As retirees age, it often becomes apparent that the home in which they raised families may not be the home they remain in long term. It may be more square footage than needed, or may require more cost and time to maintain than originally anticipated. This challenge is amplified for widows or widowers who may have to take on this burden alone. But what happens when you determine that the home you purchased fifty years ago may trigger a huge capital gains tax if you were to sell it?
The Problem and Potential Solution
According to the Census Bureau, the median home value in New Jersey was $23,400 in 1970. With decades of appreciation and the more near-term buying frenzy between 2020 and 2021, the average sale price of NJ homes in the first quarter of 2021 was $500,628 (according to data from New Jersey Realtors.) That is an appreciation of over 2000%. While retired homeowners may be looking at this as an opportunity to take advantage of, they also may be – correctly or incorrectly – looking at this as a problem with regard to taxes.
So if you are planning to downsize to a modest home that could accommodate future caregivers, or if you are planning on transitioning to a retirement community, it’s important to understand the capital gains exemption rules that were introduced in the Taxpayer Relief Act of 1997 and still apply today. Assuming the home you are selling was your primary residence for at least two of the past five years, married couples filing jointly can exclude up to $500,000 of gain ($250,000 for single filers) on the home sale from your taxes. You can also add to your cost basis any capital improvements you’ve made to your home on top of the purchase price. So even if your home was bought decades ago for $50,000, you did a $100,000 renovation and as a married couple you are selling it for $650,000, it is likely you will have little to no capital gains tax to worry about!
Special Considerations for Second Properties and Widows
You need to be mindful of the ownership titling of your home to take advantage of this rule. For instance, if you’ve gifted your primary residence to a trust or to your children, the exclusion on gain may not apply. You’ll want to consult with your accountant or a real estate attorney to be sure. The other caveat is that you can only take advantage of this strategy once every two years. This prevents homeowners from claiming multiple primary residences in a short period of time to abuse the benefit. Investment properties, such as a beach house or an apartment you may rent for income, would also not apply if it is not your primary residence.

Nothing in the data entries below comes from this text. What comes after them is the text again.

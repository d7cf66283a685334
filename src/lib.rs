//! # Treepath
//!
//! Path-addressable traversal, transformation and sequence reconciliation
//! for dynamic YAML/JSON trees.
//!
//! Trees are untyped [`value::Value`]s; behavior is driven entirely by
//! caller-supplied conditions, transforms, selector chains and identity
//! keys. Nothing here mutates its input: every operation rebuilds the tree
//! and returns the new version, so callers can hold any number of versions
//! side by side.
//!
//! ## Modules
//!
//! - [`value`] - In-memory representation of YAML/JSON trees
//! - [`walk`] - Copy-on-visit traversal with condition/transform callbacks
//! - [`ops`] - Whole-tree accessors and mutators built on the walker
//! - [`path`] - Notation chains addressing positions inside trees
//! - [`reconcile`] - Ordering, grouping and merging sequences of Mappings
//! - [`error`] - Crate-wide error type

pub mod error;
pub mod ops;
pub mod path;
pub mod reconcile;
pub mod value;
pub mod walk;

pub use error::Error;
pub use ops::{KeyedTransform, TransformSet};
pub use path::{Selector, DEFAULT_ELEMENT_KEY};
pub use reconcile::{MergeSpec, SortDirection};
pub use value::{Map, Value};
pub use walk::{VisitContext, Walker};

What if we take the above example and apply it to a recently widowed retiree? Would they be disadvantaged now that their exemption of only $250,000 applies? Perhaps, but not as much as one may think. If the home was owned jointly at the time of the first spouse’s death, the decedent’s ownership portion of that home would be “stepped up ” to the value at the date of death. In our example above, let’s assume the home value at the first spouse’s death was $500,000. The cost basis would be stepped up to $325,000 (if we took half the originally cost basis and added to half the value at the date of death.) If the home was then sold by the surviving spouse for $650,000, the capital gains exposure would be $75,000 ($650,000 sale price – $325,000 cost basis – $250,000 exemption.) This is why it is important to have an appraisal of the home and an estate tax return filed at the death of the first spouse.
Everyone’s tax situation is different, but retirees should not feel like a prisoner in their own home if there are concerns about taxes should they decide a move or if a downsize is appropriate. It’s important to know the current rules and how they may apply to you. Also, make sure you talk with your wealth advisor and accountant as some of these rules may change over time.